━━━━━ SOURCE MATERIAL ━━━━━

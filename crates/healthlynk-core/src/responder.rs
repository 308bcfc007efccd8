//! Rule-based replies for when no AI endpoint is configured

use crate::classifier::Classifier;
use regex::Regex;
use std::sync::OnceLock;

static AGREEMENT_RE: OnceLock<Regex> = OnceLock::new();

const DEFAULT_REPLY: &str =
    "I understand. Can you tell me more about your symptoms so I can provide better assistance?";
const THANKS_REPLY: &str = "You're welcome! Is there anything else I can help you with?";
const HELP_REPLY: &str = "I can help with assessing your symptoms, suggesting home remedies for minor conditions, or recommending when you should see a doctor. What are you experiencing?";
const AGREEMENT_REPLY: &str =
    "Great! To provide the most accurate information, could you describe your symptoms in detail?";

/// Answers with the detected condition's follow-up, overridden by conversational cues
#[derive(Debug, Clone)]
pub struct OfflineResponder {
    classifier: Classifier,
}

impl OfflineResponder {
    pub fn new(classifier: Classifier) -> Self {
        Self { classifier }
    }

    pub fn reply(&self, text: &str) -> String {
        let text_lower = text.to_lowercase();
        let agreement =
            AGREEMENT_RE.get_or_init(|| Regex::new(r"(?i)yes|sure|okay|please").unwrap());

        if text_lower.contains("thank") {
            return THANKS_REPLY.to_string();
        }
        if text_lower.contains("help") {
            return HELP_REPLY.to_string();
        }
        if agreement.is_match(&text_lower) {
            return AGREEMENT_REPLY.to_string();
        }

        self.classifier
            .detect(text)
            .map(|p| p.follow_up.clone())
            .unwrap_or_else(|| DEFAULT_REPLY.to_string())
    }
}

impl Default for OfflineResponder {
    fn default() -> Self {
        Self::new(Classifier::default())
    }
}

━━━━━

__WHAT IS EXPECTED__
Faithfully reproduce all of the records, character for character.

__OUTPUT OF THE EXERCISE__
filename crates/healthlynk-core/src/responder.rs
repository 308bcfc007efccd8
//! Rule-based replies for when no AI endpoint is configured

use crate::classifier::Classifier;
use regex::Regex;
use std::sync::OnceLock;

static AGREEMENT_RE: OnceLock<Regex> = OnceLock::new();

const DEFAULT_REPLY: &str =
    "I understand. Can you tell me more about your symptoms so I can provide better assistance?";
const THANKS_REPLY: &str = "You're welcome! Is there anything else I can help you with?";
const HELP_REPLY: &str = "I can help with assessing your symptoms, suggesting home remedies for minor conditions, or recommending when you should see a doctor. What are you experiencing?";
const AGREEMENT_REPLY: &str =
    "Great! To provide the most accurate information, could you describe your symptoms in detail?";

/// Answers with the detected condition's follow-up, overridden by conversational cues
#[derive(Debug, Clone)]
pub struct OfflineResponder {
    classifier: Classifier,
}

impl OfflineResponder {
    pub fn new(classifier: Classifier) -> Self {
        Self { classifier }
    }

    pub fn reply(&self, text: &str) -> String {
        let text_lower = text.to_lowercase();
        let agreement =
            AGREEMENT_RE.get_or_init(|| Regex::new(r"(?i)yes|sure|okay|please").unwrap());

        if text_lower.contains("thank") {
            return THANKS_REPLY.to_string();
        }
        if text_lower.contains("help") {
            return HELP_REPLY.to_string();
        }
        if agreement.is_match(&text_lower) {
            return AGREEMENT_REPLY.to_string();
        }

        self.classifier
            .detect(text)
            .map(|p| p.follow_up.clone())
            .unwrap_or_else(|| DEFAULT_REPLY.to_string())
    }
}

impl Default for OfflineResponder {
    fn default() -> Self {
        Self::new(Classifier::default())
    }
}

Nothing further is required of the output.